Images are first uploaded to the fedora-s3-bucket-fedimg S3 bucket, and then imported as EC2 snapshots to the region configured in the base_region setting of the consumer_config.aws section. The snapshot is then replicated to all the regions listed in the ami_regions setting.

New Regions

In the event that a new region becomes available and users want Fedora Cloud images there, simply add the new region to the ami_regions list.

Containers

Containers are pushed to the registry.fedoraproject.org and quay.io/fedora/ registries. These include the Fedora Toolbox, Fedora and Fedora Minimal, ELN, and Atomic Desktop images.
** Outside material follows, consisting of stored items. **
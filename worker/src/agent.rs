//! The worker agent lifecycle: stake on chain, derive a seal token,
//! register with the master, run the node agent, and keep heartbeating.
//!
//! `Initializing → Staking → Registering → Running ↔ Degraded → Terminating`
//! with `Terminating` terminal. Slashing observed in any heartbeat response
//! stops the node agent and exits the process within the heartbeat tick.

use std::{sync::Arc, time::Duration};

use anyhow::{bail, Context, Result};
use futures::FutureExt;
use serde::Deserialize;
use serde_json::json;
use tokio::sync::mpsc;
use tracing::{error, info, warn};
use utilities::task_scope::task_scope;

use daas_chain::{ChainClient, ChainError, ChainRpcApi, ChainSigner, ContractCall};
use daas_primitives::StakeStatus;

use crate::{
	node_agent::{NodeAgentSupervisor, SupervisorCommand},
	settings::WorkerSettings,
	token::TokenManager,
};

pub const HEARTBEAT_INTERVAL: Duration = Duration::from_secs(30);

/// Consecutive heartbeat failures tolerated before the node agent child is
/// restarted.
const MAX_CONSECUTIVE_FAILURES: u32 = 3;

const REGISTRATION_ATTEMPTS: u32 = 60;

#[derive(Debug, Clone, Copy, PartialEq, Eq)]
pub enum AgentState {
	Initializing,
	Staking,
	Registering,
	Running,
	Degraded,
	Terminating,
}

impl AgentState {
	pub fn can_transition_to(self, next: AgentState) -> bool {
		use AgentState::*;
		match (self, next) {
			(Terminating, _) => false,
			(_, Terminating) => true,
			(Initializing, Staking) => true,
			(Staking, Registering) => true,
			(Registering, Running) => true,
			(Running, Degraded) | (Degraded, Running) => true,
			_ => false,
		}
	}
}

/// What one heartbeat round told us.
#[derive(Debug, Clone, Copy, PartialEq, Eq)]
pub enum HeartbeatOutcome {
	Healthy,
	/// Master (or the chain) says our stake is gone. Fatal.
	Slashed,
	/// Master does not know us anymore. Fatal.
	NotRegistered,
	/// Token rejected for a non-slashing reason. Fatal: the credential
	/// derivation is broken and retrying will not fix it.
	Unauthenticated,
	/// Network or 5xx trouble; retried.
	Transport,
}

#[derive(Debug, Clone, Copy, PartialEq, Eq)]
pub enum AgentAction {
	None,
	RestartNodeAgent,
	Shutdown,
}

/// Pure decision core of the heartbeat loop, separated so the policy is
/// testable without a master or a child process.
pub fn next_step(
	state: AgentState,
	outcome: HeartbeatOutcome,
	consecutive_failures: &mut u32,
) -> (AgentState, AgentAction) {
	match outcome {
		HeartbeatOutcome::Healthy => {
			*consecutive_failures = 0;
			(AgentState::Running, AgentAction::None)
		},
		HeartbeatOutcome::Slashed
		| HeartbeatOutcome::NotRegistered
		| HeartbeatOutcome::Unauthenticated => (AgentState::Terminating, AgentAction::Shutdown),
		HeartbeatOutcome::Transport => {
			*consecutive_failures += 1;
			if *consecutive_failures >= MAX_CONSECUTIVE_FAILURES {
				*consecutive_failures = 0;
				(AgentState::Degraded, AgentAction::RestartNodeAgent)
			} else {
				(state, AgentAction::None)
			}
		},
	}
}

#[derive(Debug, Deserialize)]
struct HeartbeatResponse {
	status: String,
	#[serde(default)]
	reason: Option<String>,
}

#[derive(Debug, Deserialize)]
struct RegisterResponse {
	status: String,
	#[serde(default)]
	join_credential: Option<String>,
	#[serde(default)]
	#[allow(dead_code)]
	server_url: Option<String>,
}

pub struct WorkerAgent<Rpc> {
	settings: WorkerSettings,
	chain: Arc<ChainClient<Rpc>>,
	signer: Arc<ChainSigner>,
	http: reqwest::Client,
}

impl<Rpc: ChainRpcApi + 'static> WorkerAgent<Rpc> {
	pub fn new(
		settings: WorkerSettings,
		chain: Arc<ChainClient<Rpc>>,
		signer: Arc<ChainSigner>,
	) -> Result<Self> {
		let http = reqwest::Client::builder()
			.danger_accept_invalid_certs(settings.master.accept_invalid_certs)
			.timeout(Duration::from_secs(10))
			.build()
			.context("Failed to build master HTTP client")?;
		Ok(Self { settings, chain, signer, http })
	}

	pub async fn run(self) -> Result<()> {
		let mut state = AgentState::Initializing;
		transition(&mut state, AgentState::Staking);

		let token_manager = self.stake().await?;
		transition(&mut state, AgentState::Registering);

		let join_credential = self.register(&token_manager).await?;
		transition(&mut state, AgentState::Running);

		let (command_sender, command_receiver) = mpsc::channel(4);
		let supervisor = NodeAgentSupervisor::new(
			self.settings.node.node_agent_binary.clone(),
			self.settings.master.url.clone(),
			self.settings.node.id.clone(),
		);

		task_scope(|scope| {
			async move {
				scope.spawn(supervisor.run(join_credential, command_receiver));
				self.heartbeat_loop(state, token_manager, command_sender).await
			}
			.boxed()
		})
		.await
	}

	/// Lock the stake under our fresh node id. Non-retryable chain errors
	/// abort startup; transient ones were already retried inside the client.
	async fn stake(&self) -> Result<TokenManager> {
		info!(
			node_id = %self.settings.node.id,
			amount = self.settings.node.stake_amount_mist,
			"Submitting staking transaction"
		);
		let response = self
			.chain
			.execute(
				ContractCall {
					package: self.settings.chain.registry_package.clone(),
					module: self.settings.chain.registry_module.clone(),
					function: "stake_entry".to_string(),
					arguments: vec![
						json!(self.settings.node.id),
						json!(self.settings.node.stake_amount_mist),
					],
				},
				self.settings.node.gas_budget,
			)
			.await
			.context("Staking transaction failed")?;
		info!(digest = %response.digest, "Stake confirmed");

		Ok(TokenManager::from_staking_effects(
			&response.created_objects,
			self.signer.clone(),
			self.settings.node.token_cache_file.clone(),
		))
	}

	/// Register against the master, honouring 202 + retry-after while the
	/// event bridge catches up with our registration event.
	async fn register(&self, token_manager: &TokenManager) -> Result<String> {
		let url = format!("{}/admin/v1/register-worker", self.settings.master.url);
		for attempt in 0..REGISTRATION_ATTEMPTS {
			let token = token_manager.current();
			let response = self
				.http
				.post(&url)
				.header("x-seal-token", token.expose())
				.json(&json!({
					"node_id": self.settings.node.id,
					"seal_token": token.expose(),
					"timestamp": unix_now(),
				}))
				.send()
				.await;

			match response {
				Ok(response) if response.status().as_u16() == 200 => {
					let body: RegisterResponse =
						response.json().await.context("Malformed registration response")?;
					let join_credential = body
						.join_credential
						.context("Registration succeeded without a join credential")?;
					info!("Registered with master");
					return Ok(join_credential);
				},
				Ok(response) if response.status().as_u16() == 202 => {
					let retry_after = response
						.headers()
						.get(reqwest::header::RETRY_AFTER)
						.and_then(|value| value.to_str().ok())
						.and_then(|value| value.parse::<u64>().ok())
						.unwrap_or(5);
					info!(attempt, retry_after, "Master still promoting us, retrying");
					tokio::time::sleep(Duration::from_secs(retry_after)).await;
				},
				// Registration event not observed yet; same backoff as 202.
				Ok(response) if response.status().as_u16() == 404 => {
					info!(attempt, "Master has not seen our registration event yet");
					tokio::time::sleep(Duration::from_secs(5)).await;
				},
				Ok(response) => {
					let status = response.status();
					let body = response.text().await.unwrap_or_default();
					bail!("Registration rejected with {status}: {body}");
				},
				Err(error) => {
					warn!(attempt, "Registration request failed: {error}");
					tokio::time::sleep(Duration::from_secs(5)).await;
				},
			}
		}
		bail!("Could not register with master after {REGISTRATION_ATTEMPTS} attempts")
	}

	async fn heartbeat_loop(
		&self,
		mut state: AgentState,
		token_manager: TokenManager,
		command_sender: mpsc::Sender<SupervisorCommand>,
	) -> Result<()> {
		let url = format!("{}/admin/v1/heartbeat", self.settings.master.url);
		let mut interval = tokio::time::interval(HEARTBEAT_INTERVAL);
		interval.set_missed_tick_behavior(tokio::time::MissedTickBehavior::Delay);
		let mut consecutive_failures = 0u32;

		loop {
			interval.tick().await;
			let outcome = self.heartbeat_once(&url, &token_manager).await;
			let (next_state, action) = next_step(state, outcome, &mut consecutive_failures);
			if next_state != state {
				transition(&mut state, next_state);
			}
			match action {
				AgentAction::None => {},
				AgentAction::RestartNodeAgent => {
					warn!("Heartbeats degraded, restarting node agent");
					if command_sender.send(SupervisorCommand::Restart).await.is_err() {
						bail!("Node agent supervisor is gone");
					}
				},
				AgentAction::Shutdown => {
					// Stake slashed or registration revoked: stop the child
					// and exit. Even if the supervisor is mid-teardown when
					// the scope cancels it, kill_on_drop reaps the child.
					error!(?outcome, "Terminal heartbeat response, shutting down");
					let _ = command_sender.send(SupervisorCommand::Shutdown).await;
					bail!("Worker terminated by heartbeat response: {outcome:?}");
				},
			}
		}
	}

	/// One heartbeat round: re-read our stake from the chain, report to the
	/// master, classify the answer.
	async fn heartbeat_once(
		&self,
		url: &str,
		token_manager: &TokenManager,
	) -> HeartbeatOutcome {
		let (stake_status, stake_amount) =
			match self.chain.get_stake(self.signer.address()).await {
				Ok(Some(stake)) => {
					if stake.status == StakeStatus::Slashed {
						return HeartbeatOutcome::Slashed;
					}
					(stake.status.to_string(), stake.amount)
				},
				Ok(None) => return HeartbeatOutcome::Slashed,
				Err(ChainError::Transient(_)) | Err(ChainError::Timeout(_)) => {
					// The master re-validates the stake anyway; report what
					// we knew last.
					("unknown".to_string(), 0)
				},
				Err(_) => return HeartbeatOutcome::Transport,
			};

		let token = token_manager.current();
		let response = self
			.http
			.post(url)
			.json(&json!({
				"node_id": self.settings.node.id,
				"seal_token": token.expose(),
				"stake_status": stake_status,
				"stake_amount": stake_amount,
				"pods_running": 0,
				"resource_usage": {},
				"timestamp": unix_now(),
			}))
			.send()
			.await;

		match response {
			Ok(response) => classify_heartbeat_response(
				response.status().as_u16(),
				&response.json::<HeartbeatResponse>().await.ok(),
			),
			Err(error) => {
				warn!("Heartbeat request failed: {error}");
				HeartbeatOutcome::Transport
			},
		}
	}
}

fn classify_heartbeat_response(
	status: u16,
	body: &Option<HeartbeatResponse>,
) -> HeartbeatOutcome {
	match (status, body) {
		(200, Some(body)) if body.status == "slashed" => HeartbeatOutcome::Slashed,
		(200, _) => HeartbeatOutcome::Healthy,
		(401, Some(body)) => {
			// Distinguish revocation from transient chain trouble reported
			// through the master.
			match body.reason.as_deref() {
				Some("Inactive") | Some("NoStake") => HeartbeatOutcome::Slashed,
				_ => HeartbeatOutcome::Unauthenticated,
			}
		},
		(401, None) => HeartbeatOutcome::Unauthenticated,
		(404, _) => HeartbeatOutcome::NotRegistered,
		_ => HeartbeatOutcome::Transport,
	}
}

fn transition(state: &mut AgentState, next: AgentState) {
	debug_assert!(state.can_transition_to(next), "{state:?} -> {next:?}");
	info!(from = ?state, to = ?next, "Agent state change");
	*state = next;
}

fn unix_now() -> u64 {
	std::time::SystemTime::now()
		.duration_since(std::time::UNIX_EPOCH)
		.expect("system clock before unix epoch")
		.as_secs()
}

#[cfg(test)]
mod tests {
	use super::*;

	#[test]
	fn state_machine_edges() {
		use AgentState::*;
		assert!(Initializing.can_transition_to(Staking));
		assert!(Staking.can_transition_to(Registering));
		assert!(Registering.can_transition_to(Running));
		assert!(Running.can_transition_to(Degraded));
		assert!(Degraded.can_transition_to(Running));
		assert!(Degraded.can_transition_to(Terminating));

		assert!(!Running.can_transition_to(Staking));
		assert!(!Terminating.can_transition_to(Running));
		assert!(!Initializing.can_transition_to(Running));
	}

	#[test]
	fn three_transport_failures_restart_the_child() {
		let mut failures = 0;
		let (state, action) =
			next_step(AgentState::Running, HeartbeatOutcome::Transport, &mut failures);
		assert_eq!((state, action), (AgentState::Running, AgentAction::None));
		let (state, action) =
			next_step(state, HeartbeatOutcome::Transport, &mut failures);
		assert_eq!(action, AgentAction::None);
		let (state, action) =
			next_step(state, HeartbeatOutcome::Transport, &mut failures);
		assert_eq!((state, action), (AgentState::Degraded, AgentAction::RestartNodeAgent));
		// Counter reset: the next failure does not immediately restart.
		let (_, action) = next_step(state, HeartbeatOutcome::Transport, &mut failures);
		assert_eq!(action, AgentAction::None);
	}

	#[test]
	fn success_recovers_from_degraded() {
		let mut failures = 2;
		let (state, action) =
			next_step(AgentState::Degraded, HeartbeatOutcome::Healthy, &mut failures);
		assert_eq!((state, action), (AgentState::Running, AgentAction::None));
		assert_eq!(failures, 0);
	}

	#[test]
	fn slashing_shuts_the_agent_down() {
		let mut failures = 0;
		let (state, action) =
			next_step(AgentState::Running, HeartbeatOutcome::Slashed, &mut failures);
		assert_eq!((state, action), (AgentState::Terminating, AgentAction::Shutdown));
	}

	#[test]
	fn heartbeat_responses_classify() {
		assert_eq!(
			classify_heartbeat_response(
				200,
				&Some(HeartbeatResponse { status: "ok".into(), reason: None })
			),
			HeartbeatOutcome::Healthy
		);
		assert_eq!(
			classify_heartbeat_response(
				200,
				&Some(HeartbeatResponse { status: "slashed".into(), reason: None })
			),
			HeartbeatOutcome::Slashed
		);
		assert_eq!(
			classify_heartbeat_response(
				401,
				&Some(HeartbeatResponse {
					status: "unauthenticated".into(),
					reason: Some("Inactive".into()),
				})
			),
			HeartbeatOutcome::Slashed
		);
		assert_eq!(
			classify_heartbeat_response(
				401,
				&Some(HeartbeatResponse {
					status: "unauthenticated".into(),
					reason: Some("Expired".into()),
				})
			),
			HeartbeatOutcome::Unauthenticated
		);
		assert_eq!(classify_heartbeat_response(404, &None), HeartbeatOutcome::NotRegistered);
		assert_eq!(classify_heartbeat_response(502, &None), HeartbeatOutcome::Transport);
	}
}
Adding New Container Images

The configuration contains a mapping of variants to registry repositories in the consumer_config.container.repos configuration section. In order to handle a new container image, a new mapping should be added to this dictionary.

Google Cloud Engine

Google Cloud Engine images are published under the fedora-cloud project in Google Cloud Platform. The flow is similar to other clouds, as the tarball is uploaded to the fedora-cloud-image-upload bucket and then imported as a machine image. The bucket has a lifecycle configuration to delete an object 3 days after it has been created so old tarballs are cleaned up automatically after being imported.

Credentials

The service uses the fedora-image-uploader@fedora-cloud.iam.gserviceaccount.com service account. New credentials can be issued for that account under the IAM & Admin panel, although the current credentials do not expire.

Permissions

The service account is assigned the Fedora Image Uploader role which should grant it the minimal permissions required to manage images. The current permission list is as follows:

  • compute.globalOperations.get

  • compute.images.create

  • compute.images.createTagBinding

  • compute.images.delete

  • compute.images.deleteTagBinding

  • compute.images.deprecate

  • compute.images.get

  • compute.images.getFromFamily

  • compute.images.list

  • compute.images.listEffectiveTags

  • compute.images.listTagBindings

  • compute.images.setLabels

  • compute.images.update

  • compute.images.useReadOnly

  • resourcemanager.projects.get

In the event that the application requires new permissions, edit the Fedora Image Uploader role to include the new permissions.

Cleanup

Machine images are labeled to include their end-of-life date. After this date is reached, the image is removed. Images are uploaded as "deprecated" by default. Every two weeks an image in an Image Family is promoted and marked as not deprecated. Deprecated images are removed after two weeks.